New rules mean middle-class drug users could lose their UK passport
Police can also contact you from your drug dealers phone
Middle-class drug users are being targeted as part of a 10-year-strategy, where they could see their passport and driving licence taken away as punishment.
The government intends to knuckle down on “lifestyle” users of class A drugs – proposals designed to target wealthy professionals who the government claim are driving the practices with their demand.
Heroin, methadone, cocaine, ecstasy, magic mushrooms and “crystal meth” are all considered class A drugs.
Police officers will also be able to go through drug dealers’ phones and contact their clients with warnings about drug use in order to convince them to change their behaviour.
Boris Johnson is promising a £300m investment to close down drugs gangs and dismantle 2,000 more “county lines” supplies with thousands more arrests. He is also pledging the largest-ever increase in investment in treatment and recovery for addicts.

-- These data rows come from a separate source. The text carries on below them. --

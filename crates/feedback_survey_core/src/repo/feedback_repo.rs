//! Feedback repository contract and document-store implementation.
//!
//! # Invariants
//! - Edits touch `message`, `rating` and `updatedAt` only.
//! - Update and delete report `NotFound` when no document matched.

use super::{from_document, require_match, to_document, RepoResult};
use crate::model::feedback::{Feedback, FeedbackEdit};
use crate::model::DocumentId;
use crate::store::{Document, DocumentStore, StoreError, FEEDBACK_COLLECTION};
use log::info;
use serde_json::Value;

/// Repository interface for feedback CRUD operations.
pub trait FeedbackRepository {
    fn create_feedback(&self, feedback: &Feedback) -> RepoResult<DocumentId>;
    fn list_feedbacks(&self) -> RepoResult<Vec<Feedback>>;
    fn get_feedback(&self, id: DocumentId) -> RepoResult<Option<Feedback>>;
    fn update_feedback(&self, id: DocumentId, edit: &FeedbackEdit) -> RepoResult<()>;
    fn delete_feedback(&self, id: DocumentId) -> RepoResult<()>;
}

/// Feedback repository backed by the `feedbacks` collection.
pub struct DocumentFeedbackRepository<'store> {
    store: &'store dyn DocumentStore,
}

impl<'store> DocumentFeedbackRepository<'store> {
    pub fn new(store: &'store dyn DocumentStore) -> Self {
        Self { store }
    }
}

impl FeedbackRepository for DocumentFeedbackRepository<'_> {
    fn create_feedback(&self, feedback: &Feedback) -> RepoResult<DocumentId> {
        let document = to_document(feedback)?;
        let id = self.store.insert(FEEDBACK_COLLECTION, &document)?;
        info!("event=feedback_create module=repo status=ok id={id}");
        Ok(id)
    }

    fn list_feedbacks(&self) -> RepoResult<Vec<Feedback>> {
        self.store
            .find_all(FEEDBACK_COLLECTION)?
            .into_iter()
            .map(|document| from_document(FEEDBACK_COLLECTION, document))
            .collect()
    }

    fn get_feedback(&self, id: DocumentId) -> RepoResult<Option<Feedback>> {
        self.store
            .find_by_id(FEEDBACK_COLLECTION, id)?
            .map(|document| from_document(FEEDBACK_COLLECTION, document))
            .transpose()
    }

    fn update_feedback(&self, id: DocumentId, edit: &FeedbackEdit) -> RepoResult<()> {
        let mut changes = Document::new();
        changes.insert("message".to_string(), Value::from(edit.message.as_str()));
        changes.insert("rating".to_string(), Value::from(edit.rating));
        changes.insert(
            "updatedAt".to_string(),
            serde_json::to_value(edit.updated_at).map_err(StoreError::from)?,
        );

        let matched = self.store.update_by_id(FEEDBACK_COLLECTION, id, &changes)?;
        require_match(id, matched)?;
        info!("event=feedback_update module=repo status=ok id={id}");
        Ok(())
    }

    fn delete_feedback(&self, id: DocumentId) -> RepoResult<()> {
        let deleted = self.store.delete_by_id(FEEDBACK_COLLECTION, id)?;
        require_match(id, deleted)?;
        info!("event=feedback_delete module=repo status=ok id={id}");
        Ok(())
    }
}
//! Connection bootstrap for the SQLite document store.
//!
//! # Responsibility
//! - Open file or in-memory SQLite connections.
//! - Trigger schema migrations before returning a usable store.
//!
//! # Invariants
//! - Returned stores have migrations fully applied.

use super::migrations::apply_migrations;
use super::sqlite::SqliteDocumentStore;
use super::StoreResult;
use log::{error, info};
use rusqlite::Connection;
use std::path::Path;
use std::time::Instant;

/// Opens (or creates) a document store file and applies pending migrations.
///
/// # Side effects
/// - Emits `store_open` logging events with duration and status.
pub fn open_store(path: impl AsRef<Path>) -> StoreResult<SqliteDocumentStore> {
    let path = path.as_ref();
    bootstrap("file", || Connection::open(path))
}

/// Opens a throwaway in-memory document store.
pub fn open_store_in_memory() -> StoreResult<SqliteDocumentStore> {
    bootstrap("memory", Connection::open_in_memory)
}

fn bootstrap(
    mode: &str,
    connect: impl FnOnce() -> rusqlite::Result<Connection>,
) -> StoreResult<SqliteDocumentStore> {
    let started_at = Instant::now();
    info!("event=store_open module=store status=start mode={mode}");

    let mut conn = match connect() {
        Ok(conn) => conn,
        Err(err) => {
            error!(
                "event=store_open module=store status=error mode={} duration_ms={} error_code=store_open_failed error={}",
                mode,
                started_at.elapsed().as_millis(),
                err
            );
            return Err(err.into());
        }
    };

    if let Err(err) = apply_migrations(&mut conn) {
        error!(
            "event=store_open module=store status=error mode={} duration_ms={} error_code=store_migrate_failed error={}",
            mode,
            started_at.elapsed().as_millis(),
            err
        );
        return Err(err);
    }

    info!(
        "event=store_open module=store status=ok mode={} duration_ms={}",
        mode,
        started_at.elapsed().as_millis()
    );
    Ok(SqliteDocumentStore::new(conn))
}
//! SQLite migration registry and executor for the document table.
//!
//! # Invariants
//! - `version` values must remain monotonic.
//! - Applied migration version is mirrored to `PRAGMA user_version`.

use crate::store::{StoreError, StoreResult};
use log::info;
use rusqlite::Connection;

#[derive(Debug, Clone, Copy)]
struct Migration {
    version: u32,
    sql: &'static str,
}

const MIGRATIONS: &[Migration] = &[Migration {
    version: 1,
    sql: include_str!("0001_documents.sql"),
}];

/// Returns the latest migration version known by this binary.
pub fn latest_version() -> u32 {
    MIGRATIONS.last().map_or(0, |migration| migration.version)
}

/// Applies all pending migrations on the provided connection.
pub fn apply_migrations(conn: &mut Connection) -> StoreResult<()> {
    let current_version = current_user_version(conn)?;
    let latest = latest_version();

    if current_version > latest {
        return Err(StoreError::UnsupportedSchemaVersion {
            db_version: current_version,
            latest_supported: latest,
        });
    }

    if current_version == latest {
        return Ok(());
    }

    let tx = conn.transaction()?;
    for migration in MIGRATIONS
        .iter()
        .filter(|migration| migration.version > current_version)
    {
        tx.execute_batch(migration.sql)?;
        tx.execute_batch(&format!("PRAGMA user_version = {};", migration.version))?;
    }
    tx.commit()?;

    info!(
        "event=store_migrate module=store status=ok from_version={} to_version={}",
        current_version, latest
    );
    Ok(())
}

fn current_user_version(conn: &Connection) -> StoreResult<u32> {
    let version = conn.query_row("PRAGMA user_version;", [], |row| row.get::<_, u32>(0))?;
    Ok(version)
}
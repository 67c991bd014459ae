//! Environment-driven runtime settings.
//!
//! # Invariants
//! - Blank or missing variables fall back to defaults; config loading never
//!   fails.
//! - Default paths live under the OS temp directory, which is absolute.

use feedback_survey_core::default_log_level;
use feedback_survey_core::store::DATABASE_NAME;
use std::path::PathBuf;

pub const DB_PATH_VAR: &str = "FEEDBACK_SURVEY_DB_PATH";
pub const LOG_LEVEL_VAR: &str = "FEEDBACK_SURVEY_LOG_LEVEL";
pub const LOG_DIR_VAR: &str = "FEEDBACK_SURVEY_LOG_DIR";

const LOG_DIR_NAME: &str = "feedback_survey_logs";

#[derive(Debug, Clone, PartialEq, Eq)]
pub struct AppConfig {
    /// SQLite file holding both collections.
    pub db_path: PathBuf,
    pub log_level: String,
    pub log_dir: PathBuf,
}

impl AppConfig {
    pub fn from_env() -> Self {
        Self::from_lookup(|key| std::env::var(key).ok())
    }

    /// Builds settings from an arbitrary variable lookup.
    pub fn from_lookup(lookup: impl Fn(&str) -> Option<String>) -> Self {
        let non_blank = |key: &str| {
            lookup(key)
                .map(|raw| raw.trim().to_string())
                .filter(|value| !value.is_empty())
        };

        Self {
            db_path: non_blank(DB_PATH_VAR)
                .map(PathBuf::from)
                .unwrap_or_else(|| std::env::temp_dir().join(format!("{DATABASE_NAME}.sqlite3"))),
            log_level: non_blank(LOG_LEVEL_VAR)
                .unwrap_or_else(|| default_log_level().to_string()),
            log_dir: non_blank(LOG_DIR_VAR)
                .map(PathBuf::from)
                .unwrap_or_else(|| std::env::temp_dir().join(LOG_DIR_NAME)),
        }
    }
}

#[cfg(test)]
mod tests {
    use super::{AppConfig, DB_PATH_VAR, LOG_DIR_VAR, LOG_LEVEL_VAR};
    use std::collections::HashMap;
    use std::path::PathBuf;

    fn config_from(pairs: &[(&str, &str)]) -> AppConfig {
        let vars = pairs
            .iter()
            .map(|(key, value)| (key.to_string(), value.to_string()))
            .collect::<HashMap<_, _>>();
        AppConfig::from_lookup(|key| vars.get(key).cloned())
    }

    #[test]
    fn defaults_use_temp_dir() {
        let config = config_from(&[]);
        assert_eq!(
            config.db_path,
            std::env::temp_dir().join("feedback_system.sqlite3")
        );
        assert!(config.log_dir.is_absolute());
        assert!(!config.log_level.is_empty());
    }

    #[test]
    fn explicit_values_are_trimmed() {
        let config = config_from(&[
            (DB_PATH_VAR, " /var/lib/fs/feedback.db "),
            (LOG_LEVEL_VAR, "warn"),
            (LOG_DIR_VAR, "/var/log/fs"),
        ]);
        assert_eq!(config.db_path, PathBuf::from("/var/lib/fs/feedback.db"));
        assert_eq!(config.log_level, "warn");
        assert_eq!(config.log_dir, PathBuf::from("/var/log/fs"));
    }

    #[test]
    fn blank_values_fall_back_to_defaults() {
        let config = config_from(&[(DB_PATH_VAR, "   "), (LOG_LEVEL_VAR, "")]);
        assert_eq!(config, config_from(&[]));
    }
}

The Home Office pointed to evidence that shows there are more than 300,000 heroin and cocaine addicts in England who, between them, are responsible for nearly half of crimes such as burglaries, robberies and theft from shops.
Drug poisoning deaths are also at a record high, having increased by almost 80% since 2012.
Boris Johnson told the Sun that the government will be assessing new measures in order to reduce demand and deter people from illegal drug use through “more meaningful consequences.”
He added: “We need to look at new ways of penalising them. Things that will actually interfere with their lives. So we will look at taking away their passports and driving licences. What I want to see is a world in which we have penalties for lifestyle drug users that will seriously interfere with their enjoyment of their own lifestyles.”